Hmmm Patrick , 3 x bitte


----------



## Sternie (25. Dez. 2013)

*AW: IBC Ablauf dicht machen ....*

Frohe Weihnachten Michael,

es gibt für kleines Geld Verschlußkappen für den Ablauf, z.B. die hier:

http://www.ebay.de/itm/Regenwassertank-IBC-Kappe-Verschlusdeckel-2-130-/170408708733?pt=DE_Haus_Garten_Garten_Bew%C3%A4ssern&hash=item27ad268a7d

Haben wir bei uns auch verwendet, die halten absolut dicht.


----------



## Michael H (25. Dez. 2013)

*AW: IBC Ablauf dicht machen ....*

Hallo

Ja genau sowas hab ich gesucht , Danke


----------



## Michael H (8. Feb. 2014)

*AW: IBC Ablauf dicht machen ....*

Hallo

So 3 IBC 's wären dicht .

Da ich noch einen IBC als Quarantäne Becken benutzen will , und später nicht mehr an den Ablaufhahn komme , hab ich was gefunden womit ich auf 1 Zoll Gewinde komme . Von da dann ein Übergang ( Zoll / 40 PVC ) . So könnte ich mir das Rohr hinzieh wo ich wollte , noch einen Kugelhahn drauf und gut ist .

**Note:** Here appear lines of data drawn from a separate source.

//! `fence`/`fence.i`, `ecall`/`ebreak`, `{m,s,u}ret`, `wfi`, `spec.md` §4.3 "System".

use crate::csr::dcsr::{DebugCause, Dcsr};
use crate::csr::num;
use crate::csr::status::Mstatus;
use crate::decode::DecodedInst;
use crate::privilege::PrivilegeLevel;
use crate::trap::Exception;
use crate::xlen::Xlen;

use super::{Executor, StepOutcome};

/// `spec.md` §4.3: "`fence`... clears the load/store queues." No memory-ordering model exists to
/// enforce beyond that; the queues themselves are the only speculative state in flight.
pub fn fence<X: Xlen>(ex: &mut Executor<X>, _inst: &DecodedInst) -> StepOutcome {
    ex.state.store_queue.clear();
    ex.state.load_queue.clear();
    StepOutcome::Continue
}

/// `spec.md` §4.3: "`fence.i`... implicitly invalidates the decode cache via subsequent memory
/// writes", i.e. nothing is owed here beyond what every store handler already does.
pub fn fence_i<X: Xlen>(_ex: &mut Executor<X>, _inst: &DecodedInst) -> StepOutcome {
    StepOutcome::Continue
}

/// `spec.md` §4.3: "`ecall` raises `U/S/M_ENV_CALL` by current mode." `spec.md` §7: the
/// retired-count inhibition that applies to other architectural traps is waived for `ecall`/
/// `ebreak`, which compensate by incrementing here, before the trap is delivered.
pub fn ecall<X: Xlen>(ex: &mut Executor<X>, _inst: &DecodedInst) -> StepOutcome {
    ex.state.retired = ex.state.retired.wrapping_add(1);
    StepOutcome::Exception(Exception::env_call_for(ex.state.privilege), 0)
}

/// `spec.md` §4.3: "`ebreak` either enters debug mode (if `DCSR.ebreakm` is set in M-mode) or
/// raises `BREAKP`", generalized to the per-privilege `ebreak{m,s,u}` bit for the current mode.
pub fn ebreak<X: Xlen>(ex: &mut Executor<X>, _inst: &DecodedInst) -> StepOutcome {
    let dcsr = Dcsr::from_raw(ex.state.csr.peek(num::DCSR).0);
    let enters_debug = match ex.state.privilege {
        PrivilegeLevel::Machine => dcsr.ebreakm(),
        PrivilegeLevel::Supervisor => dcsr.ebreaks(),
        PrivilegeLevel::User => dcsr.ebreaku(),
    };
    if enters_debug {
        return StepOutcome::EnterDebugMode(DebugCause::Ebreak);
    }
    ex.state.retired = ex.state.retired.wrapping_add(1);
    StepOutcome::Exception(Exception::Breakpoint, ex.current_pc)
}

/// `spec.md` §4.3: "`mret`/`sret`/`uret` restore MPP/SPP, MPIE/SPIE, clear reservation, set
/// `pc = xEPC & ~1`, switch privilege."
pub fn mret<X: Xlen>(ex: &mut Executor<X>, _inst: &DecodedInst) -> StepOutcome {
    if ex.state.privilege != PrivilegeLevel::Machine {
        return ex.illegal();
    }
    let mut status = Mstatus::from_raw(ex.state.csr.peek(num::MSTATUS).0);
    let target = status.mpp();
    status.set_mie(status.mpie());
    status.set_mpie(true);
    status.set_mpp(PrivilegeLevel::User);
    ex.state.csr.write_raw(num::MSTATUS, status.raw());

    ex.state.privilege = target;
    ex.state.reservation.clear();
    let epc = ex.state.csr.peek(num::MEPC).0;
    ex.state.registers.set_pc(X::to_unsigned(epc & !1));
    StepOutcome::Continue
}

pub fn sret<X: Xlen>(ex: &mut Executor<X>, _inst: &DecodedInst) -> StepOutcome {
    if ex.state.privilege == PrivilegeLevel::User {
        return ex.illegal();
    }
    let mut status = Mstatus::from_raw(ex.state.csr.peek(num::MSTATUS).0);
    let target = status.spp();
    status.set_sie(status.spie());
    status.set_spie(true);
    status.set_spp(PrivilegeLevel::User);
    ex.state.csr.write_raw(num::MSTATUS, status.raw());

    ex.state.privilege = target;
    ex.state.reservation.clear();
    let epc = ex.state.csr.peek(num::SEPC).0;
    ex.state.registers.set_pc(X::to_unsigned(epc & !1));
    StepOutcome::Continue
}

/// No `N`-extension user-trap CSRs (`uepc`/`ucause`) are implemented (`spec.md` §3's CSR set has
/// no `u*` trap-handling registers), so `uret` has no architectural state to restore from.
pub fn uret<X: Xlen>(ex: &mut Executor<X>, _inst: &DecodedInst) -> StepOutcome {
    ex.illegal()
}

/// `spec.md` §4.3: "`wfi`... `is` a no-op" beyond the halt-until-interrupt behavior `Hart::step`
/// already implements by checking `halted_in_wfi` ahead of fetch.
pub fn wfi<X: Xlen>(ex: &mut Executor<X>, _inst: &DecodedInst) -> StepOutcome {
    ex.state.halted_in_wfi = true;
    StepOutcome::Continue
}

#[cfg(test)]
mod tests {
    use super::*;
    use crate::execute::StepOutcome;
    use crate::hart::{Hart, HartConfig};
    use crate::memory::{Memory, PageAttributes};
    use crate::xlen::Rv64;

    fn runnable_memory() -> Memory {
        let mut mem = Memory::new(1 << 16, 1 << 16, 4096).unwrap();
        mem.set_page_attributes(
            0,
            mem.size(),
            PageAttributes { mapped: true, read: true, write: true, exec: true, ..Default::default() },
        );
        mem
    }

    const ECALL: u32 = 0x0000_0073;
    const EBREAK: u32 = 0x0010_0073;
    const MRET: u32 = 0x3020_0073;

    #[test]
    fn ecall_in_machine_mode_traps_to_mtvec() {
        let mut hart = Hart::<Rv64>::new(HartConfig::default());
        let mut memory = runnable_memory();
        memory.write(0, &ECALL.to_le_bytes()).unwrap();
        hart.poke_csr(num::MTVEC, 0x100);
        let mut status = Mstatus::from_raw(hart.peek_csr(num::MSTATUS).0);
        status.set_mie(true);
        hart.poke_csr(num::MSTATUS, status.raw());

        let outcome = hart.step(&mut memory);
        assert!(matches!(outcome, StepOutcome::Exception(Exception::MEnvCall, _)));
        assert_eq!(hart.peek_pc(), 0x100);
        assert_eq!(hart.peek_csr(num::MCAUSE).0, 11);
        assert_eq!(hart.peek_csr(num::MEPC).0, 0);
        let after = Mstatus::from_raw(hart.peek_csr(num::MSTATUS).0);
        assert!(after.mpie());
        assert!(!after.mie());
        assert_eq!(after.mpp(), PrivilegeLevel::Machine);
    }

    #[test]
    fn ebreak_without_dcsr_bit_raises_breakpoint() {
        let mut hart = Hart::<Rv64>::new(HartConfig::default());
        let mut memory = runnable_memory();
        memory.write(0, &EBREAK.to_le_bytes()).unwrap();
        hart.poke_csr(num::MTVEC, 0x200);

        let outcome = hart.step(&mut memory);
        assert!(matches!(outcome, StepOutcome::Exception(Exception::Breakpoint, 0)));
        assert_eq!(hart.peek_pc(), 0x200);
    }

    #[test]
    fn ebreak_with_dcsr_ebreakm_enters_debug_mode() {
        let mut hart = Hart::<Rv64>::new(HartConfig::default());
        let mut memory = runnable_memory();
        memory.write(0, &EBREAK.to_le_bytes()).unwrap();
        hart.poke_csr(num::DCSR, 1 << 15);

        let outcome = hart.step(&mut memory);
        assert_eq!(outcome, StepOutcome::EnterDebugMode(DebugCause::Ebreak));
        assert!(hart.is_debug_mode());
    }

    #[test]
    fn mret_restores_privilege_and_pc() {
        let mut hart = Hart::<Rv64>::new(HartConfig::default());
        let mut memory = runnable_memory();
        memory.write(0, &MRET.to_le_bytes()).unwrap();
        hart.poke_csr(num::MEPC, 0x8000_0004);
        let mut status = Mstatus::from_raw(0);
        status.set_mpp(PrivilegeLevel::User);
        status.set_mie(false);
        hart.poke_csr(num::MSTATUS, status.raw());

        let outcome = hart.step(&mut memory);
        assert_eq!(outcome, StepOutcome::Continue);
        assert_eq!(hart.peek_pc(), 0x8000_0004);
        assert_eq!(hart.state().privilege, PrivilegeLevel::User);
    }
}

Brauche dort nicht unbedingt einen 100 er Ablauf , wenn das mal Geleert werden sollte kann es Ruhig etwas länger dauern . Soviel zum Thema 40 er Ablauf ( nur ) ....

Hier mal der Link dazu .....

http://www.ebay.de/itm/Regenwassertank-IBC-Container-Adapter-1-AG-H25-/180664890721?pt=DE_Haus_Garten_Garten_Bewässern&hash=item2a10777561

Oder habt ihr noch eine andere Lösung .....?


----------



## Michael H (2. Jan. 2018)

Hallo
Ich schreib mal hier weiter um keinen neuen Thread aufzu machen .
Nun suche ich schon ne Stunde einen IBC Auslauf Übergang auf 50 mm HT .
Gibt es den sowas nicht ...?


----------



## Zacky (2. Jan. 2018)

* defekter Link entfernt *


* defekter Link entfernt *


----------



## Michael H (3. Jan. 2018)

Morsche

Das ist schon mal nicht schlecht , gefällt mir aber nicht ...

Nach langem Suchen , werde mir eher was anderes zusammen stellen . 

https://www.hanako-koi.de/teichtechnik/fittinge-pvc-teile/kugelhahn/pvc-kugelhahn-ohne-ueberwurf-50mm-econo-line-10-
bar

https://www.hanako-koi.de/teichtech...ppel/pvc-gewindestueck-d-5063-x-2-quot-aussen

https://www.amazon.de/gp/product/B0...0-b19b-49a5-ba01-794d4f42e505&pf_rd_i=desktop


----------